E CITY offers high schoolers lessons in entrepreneurship that pay dividends

Entrepreneurship isn’t something that is learned through lectures and discussion; it’s learning by doing — and the younger it’s learned, the better. That’s the mantra of E CITY (Entrepreneurship: Connecting, Inspiring and Teaching Youth), a national program hosted here by Youth Opportunities Unlimited that is for at-risk high school students.

“E CITY not only talks about entrepreneurship but it helps teens start a business,” says Carol Rivchun, president of Y.O.U., which empowers youth to succeed in school, in the workplace and in life through several programs. E CITY and Youth Summer Employment Program are its flagship offerings and more than 5,000 students were a part of Y.O.U. last year.

“In E CITY, we are trying to have teens start their own businesses and get experience from it. We find that about 85 percent of the teens in the program complete their business plan. But what we really care about — it is wonderful if they start a business — is we want the teens to gain business skills from this.”

Financial literacy and understanding thus are key objectives of E CITY and to determine if students are reaching those goals, the students take pretests and post-tests.

“We strive for at least a 20 percent increase in knowledge and financial literacy from the pre-test to the post-test. So that means if a student starts the program already knowing a lot, the student will see a 20 percent increase. One who starts knowing very little may increase much more, but on average, there is a 20 percent increase from pretest to post-test.”

Motivation a factor

Along with the experience, the programs offer a promise. If the student stays with the program, there will be a job at the end, Rivchun says. The student is motivated to stay in the program and is also developing employability skills.

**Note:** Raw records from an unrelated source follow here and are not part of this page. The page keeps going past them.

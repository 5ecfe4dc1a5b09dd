//! Step data model for recorded algorithm traces
//!
//! A producer runs its algorithm to completion and records a [`Step`] at every
//! semantically meaningful point.  Each step carries a [`Snapshot`] of the full
//! state needed to render that moment, so the playback layer never has to
//! re-derive anything.  The finished sequence, together with the per-kind
//! [`DelayTable`], forms a [`Trace`].
//!
//! Steps are recorded through a [`StepRecorder`], which assigns ordinal
//! indices, clamps progress estimates, and enforces a step-count limit so a
//! runaway search fails loudly instead of exhausting memory.

use std::time::Duration;

/// Classification of a recorded step.
///
/// The kind selects the base replay delay (see [`DelayTable`]) and tells the
/// view which visual diff to apply.
#[derive(Debug, Clone, Copy, PartialEq, Eq, Hash)]
pub enum StepKind {
    /// Two elements (or candidate nodes) are being compared
    Compare,
    /// Two array positions exchanged their values
    Swap,
    /// A single value was written into place (shift, merge write, pivot drop)
    Overwrite,
    /// A quicksort pivot reached its final position
    Partition,
    /// Two sorted sub-ranges (or two forest nodes) were combined
    Merge,
    /// A short informational sub-step, e.g. "new minimum found"
    Probe,
    /// A graph node was taken from the frontier and expanded
    Visit,
    /// An examined edge was accepted (tree edge, successful relaxation)
    EdgeAccept,
    /// An examined edge was rejected (cycle, already visited, no improvement)
    EdgeReject,
    /// A backtracking placement attempt or successful placement
    Place,
    /// A backtracking removal after a dead end
    Backtrack,
    /// The search space is exhausted without a solution (terminal)
    NoSolution,
    /// The algorithm finished (terminal)
    Final,
}

impl StepKind {
    /// Number of distinct kinds, used to size the delay table.
    pub(crate) const COUNT: usize = 13;

    /// Dense index of this kind into a [`DelayTable`] slot.
    pub(crate) fn slot(self) -> usize {
        match self {
            StepKind::Compare => 0,
            StepKind::Swap => 1,
            StepKind::Overwrite => 2,
            StepKind::Partition => 3,
            StepKind::Merge => 4,
            StepKind::Probe => 5,
            StepKind::Visit => 6,
            StepKind::EdgeAccept => 7,
            StepKind::EdgeReject => 8,
            StepKind::Place => 9,
            StepKind::Backtrack => 10,
            StepKind::NoSolution => 11,
            StepKind::Final => 12,
        }
    }

    /// Whether this kind ends a trace.
    pub fn is_terminal(self) -> bool {
        matches!(self, StepKind::Final | StepKind::NoSolution)
    }
}

/// Outcome of comparing a probed element against the search target.
#[derive(Debug, Clone, Copy, PartialEq, Eq)]
pub enum ProbeOutcome {
    Less,
    Greater,
    Equal,
}

/// A weighted edge between two node indices.
#[derive(Debug, Clone, Copy, PartialEq, Eq)]
pub struct Edge {
    pub from: usize,
    pub to: usize,
    pub weight: u64,
}

/// One node of a Huffman forest arena.
///
/// Leaves carry a symbol; internal nodes carry child indices into the arena.
#[derive(Debug, Clone, PartialEq)]
pub struct ForestNode {
    pub weight: u64,
    pub symbol: Option<String>,
    pub left: Option<usize>,
    pub right: Option<usize>,
}

/// Renderable state captured at one step.
///
/// Tagged by algorithm family; every variant is self-contained so replaying
/// the snapshots in order reconstructs the algorithm's visible behavior.
#[derive(Debug, Clone, PartialEq)]
pub enum Snapshot {
    /// Flat array state for comparison sorts
    Array {
        values: Vec<i64>,
        /// Indices currently under comparison or exchange
        focus: Vec<usize>,
        /// Active sub-range (inclusive) for recursive sorts
        region: Option<(usize, usize)>,
        /// Contiguous region (inclusive) currently known to be sorted
        sorted_region: Option<(usize, usize)>,
        /// Recursion depth of the active sub-range
        depth: usize,
    },

    /// Merge sort state: two source sub-ranges and the partially merged buffer
    ArrayMerge {
        values: Vec<i64>,
        left: (usize, usize),
        right: (usize, usize),
        buffer: Vec<i64>,
        depth: usize,
    },

    /// Binary search bracket at one probe
    SearchBracket {
        values: Vec<i64>,
        low: usize,
        high: usize,
        mid: usize,
        outcome: ProbeOutcome,
    },

    /// Linear search position at one probe
    SearchScan {
        values: Vec<i64>,
        current: usize,
        outcome: ProbeOutcome,
    },

    /// Graph search / MST state at one frontier or edge decision
    Graph {
        /// Nodes in visit order
        visited: Vec<usize>,
        /// Queue, stack, or priority-queue contents at this moment
        frontier: Vec<usize>,
        /// The edge under consideration, if any
        current_edge: Option<Edge>,
        /// Tentative distances (hop counts for BFS, weights for Dijkstra/Prim)
        dist: Vec<Option<u64>>,
        /// Edges accepted into the tree so far
        tree_edges: Vec<Edge>,
    },

    /// N-Queens board: one queen column per filled row
    Board {
        size: usize,
        queens: Vec<usize>,
        /// Cell currently being tried, (row, col)
        attempt: Option<(usize, usize)>,
    },

    /// Sudoku grid, row-major, 0 = empty
    Grid {
        cells: Vec<u8>,
        attempt: Option<(usize, usize)>,
    },

    /// Huffman forest arena plus the pair being merged
    Forest {
        nodes: Vec<ForestNode>,
        /// Arena indices of the current roots, in creation order
        roots: Vec<usize>,
        /// Arena indices of the two roots being combined
        merging: Option<(usize, usize)>,
    },
}

/// One recorded, renderable moment of an algorithm's execution.
#[derive(Debug, Clone, PartialEq)]
pub struct Step {
    /// Ordinal position in the trace, assigned by the recorder
    pub index: usize,
    pub kind: StepKind,
    /// Human-readable explanation of this moment
    pub description: String,
    pub snapshot: Snapshot,
    /// Completion estimate in `0..=1`, reported by the algorithm.
    /// Not guaranteed monotonic: backtracking estimates regress when a
    /// branch is abandoned.
    pub progress: f64,
}

/// Base replay delay per [`StepKind`], in milliseconds.
///
/// Producers supply the table alongside their steps; the playback controller
/// divides the base delay by the current speed multiplier.  Timing constants
/// are configuration, not behavior — exact cadence is non-normative.
#[derive(Debug, Clone, PartialEq, Eq)]
pub struct DelayTable {
    millis: [u64; StepKind::COUNT],
}

impl DelayTable {
    /// Create a table with the same base delay for every kind.
    pub fn uniform(millis: u64) -> Self {
        DelayTable {
            millis: [millis; StepKind::COUNT],
        }
    }

    /// Override the base delay for one kind, builder style.
    pub fn with(mut self, kind: StepKind, millis: u64) -> Self {
        self.millis[kind.slot()] = millis;
        self
    }

    /// Base delay for a step of the given kind.
    pub fn base_delay(&self, kind: StepKind) -> Duration {
        Duration::from_millis(self.millis[kind.slot()])
    }
}

impl Default for DelayTable {
    fn default() -> Self {
        DelayTable::uniform(600)
    }
}

/// A finished step sequence with its replay timing.
///
/// For a fixed input the sequence is deterministic; it is always finite, and
/// the last step's snapshot reconstructs the algorithm's final result.
#[derive(Debug, Clone, PartialEq)]
pub struct Trace {
    pub steps: Vec<Step>,
    pub delays: DelayTable,
}

impl Trace {
    pub fn len(&self) -> usize {
        self.steps.len()
    }

    pub fn is_empty(&self) -> bool {
        self.steps.is_empty()
    }
}

/// Records steps on behalf of a producer.
///
/// Assigns strictly increasing indices, clamps progress into `0..=1`, and
/// rejects recording beyond a configurable step limit.
#[derive(Debug)]
pub struct StepRecorder {
    steps: Vec<Step>,
    limit: usize,
}

impl StepRecorder {
    pub fn new(limit: usize) -> Self {
        StepRecorder {
            steps: Vec::new(),
            limit,
        }
    }

    /// Record one step.
    pub fn record(
        &mut self,
        kind: StepKind,
        description: String,
        snapshot: Snapshot,
        progress: f64,
    ) -> Result<(), String> {
        if self.steps.len() >= self.limit {
            return Err(format!(
                "Step limit exceeded: {} steps recorded, limit is {}",
                self.steps.len(),
                self.limit
            ));
        }

        self.steps.push(Step {
            index: self.steps.len(),
            kind,
            description,
            snapshot,
            progress: progress.clamp(0.0, 1.0),
        });
        Ok(())
    }

    /// Number of steps recorded so far.
    pub fn len(&self) -> usize {
        self.steps.len()
    }

    pub fn is_empty(&self) -> bool {
        self.steps.is_empty()
    }

    /// Configured step limit.
    pub fn limit(&self) -> usize {
        self.limit
    }

    /// Finish recording and pair the steps with their replay timing.
    pub fn into_trace(self, delays: DelayTable) -> Trace {
        Trace {
            steps: self.steps,
            delays,
        }
    }
}

#[cfg(test)]
mod tests {
    use super::*;

    fn dummy_snapshot() -> Snapshot {
        Snapshot::Array {
            values: vec![1, 2],
            focus: vec![],
            region: None,
            sorted_region: None,
            depth: 0,
        }
    }

    #[test]
    fn test_recorder_assigns_increasing_indices() {
        let mut rec = StepRecorder::new(10);
        rec.record(StepKind::Compare, "a".into(), dummy_snapshot(), 0.0)
            .unwrap();
        rec.record(StepKind::Swap, "b".into(), dummy_snapshot(), 0.5)
            .unwrap();
        rec.record(StepKind::Final, "c".into(), dummy_snapshot(), 1.0)
            .unwrap();

        let trace = rec.into_trace(DelayTable::default());
        let indices: Vec<usize> = trace.steps.iter().map(|s| s.index).collect();
        assert_eq!(indices, vec![0, 1, 2]);
    }

    #[test]
    fn test_recorder_clamps_progress() {
        let mut rec = StepRecorder::new(10);
        rec.record(StepKind::Compare, "a".into(), dummy_snapshot(), -0.5)
            .unwrap();
        rec.record(StepKind::Final, "b".into(), dummy_snapshot(), 1.5)
            .unwrap();

        let trace = rec.into_trace(DelayTable::default());
        assert_eq!(trace.steps[0].progress, 0.0);
        assert_eq!(trace.steps[1].progress, 1.0);
    }

    #[test]
    fn test_recorder_enforces_limit() {
        let mut rec = StepRecorder::new(2);
        rec.record(StepKind::Compare, "a".into(), dummy_snapshot(), 0.0)
            .unwrap();
        rec.record(StepKind::Compare, "b".into(), dummy_snapshot(), 0.0)
            .unwrap();

        let result = rec.record(StepKind::Compare, "c".into(), dummy_snapshot(), 0.0);
        assert!(result.is_err());
        assert_eq!(rec.len(), 2);
    }

    #[test]
    fn test_delay_table_overrides() {
        let table = DelayTable::uniform(500).with(StepKind::Final, 1200);
        assert_eq!(table.base_delay(StepKind::Compare), Duration::from_millis(500));
        assert_eq!(table.base_delay(StepKind::Final), Duration::from_millis(1200));
    }

    #[test]
    fn test_terminal_kinds() {
        assert!(StepKind::Final.is_terminal());
        assert!(StepKind::NoSolution.is_terminal());
        assert!(!StepKind::Place.is_terminal());
    }
}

E CITY is targeting four high schools in the Cleveland Metropolitan School District — John Adams, John F. Kennedy, Lincoln-West and Glenville. In addition, the program is at Shaw High School in East Cleveland, charter school Horizon Science Academy in Cleveland and Thomas W. Harvey High School in Painesville.

“From those schools, we have at least 15 businesses that have been started last year that are still going on,” Rivchun says. “Once a student has started a business, we connect them with other resources in the community to help them to grow the business, whether it is SBA, or COSE or LaunchHouse or JumpStart.

“The purpose of E CITY is to teach entrepreneurship. But the purpose of all Y.O.U. programs is to connect youth with employment and continuing education, whether that is college, licensing, starting your own business — whatever.”

YOUhandshakeEach year in conjunction with EY, E CITY holds a Young Entrepreneur of the Year Competition. The top E CITY students present their business plans to win cash prizes for their businesses and scholarships. This year’s event will take place May 16.

Last year, Harvey High School student Ryan Hyde won the top prize for his company called Ignited Innovations. Hyde created an environmentally-safe alternative to a fire pit using burner fuel gel and a brass casing in concrete.

Support makes it happen

The success of E CITY and Y.O.U. is due to many volunteers and support from the community, Rivchun says.

“We have many entrepreneurs and other entrepreneurial type people who are very interested in volunteering for E CITY because they believe in the concept,” she says, noting that Paul Moss, CEO of Moss Corp. LLC, is a big fan of E CITY as is Sanjay Garg, chief of the Intelligent Control and Autonomy Branch at NASA Glenn Research Center.

Corporate supporters include such names as Eaton Corp., Wal-Mart, T.J. Maxx, the Cleveland Clinic and other organizations and foundations as well as individuals.

“The reason they do this is because there are very few programs that help teenagers access the world of work,” Rivchun says. “There is a huge skills gap. We need to help the teens target those areas where the future good jobs are — the ones that provide a living wage or better. So that’s why there is a need for an organization like this.

“A lot of businesses would like to help but they don’t know what they can do. What they could do is volunteer for Y.O.U. They could make a donation that would help us, help teens or they could offer a summer job.”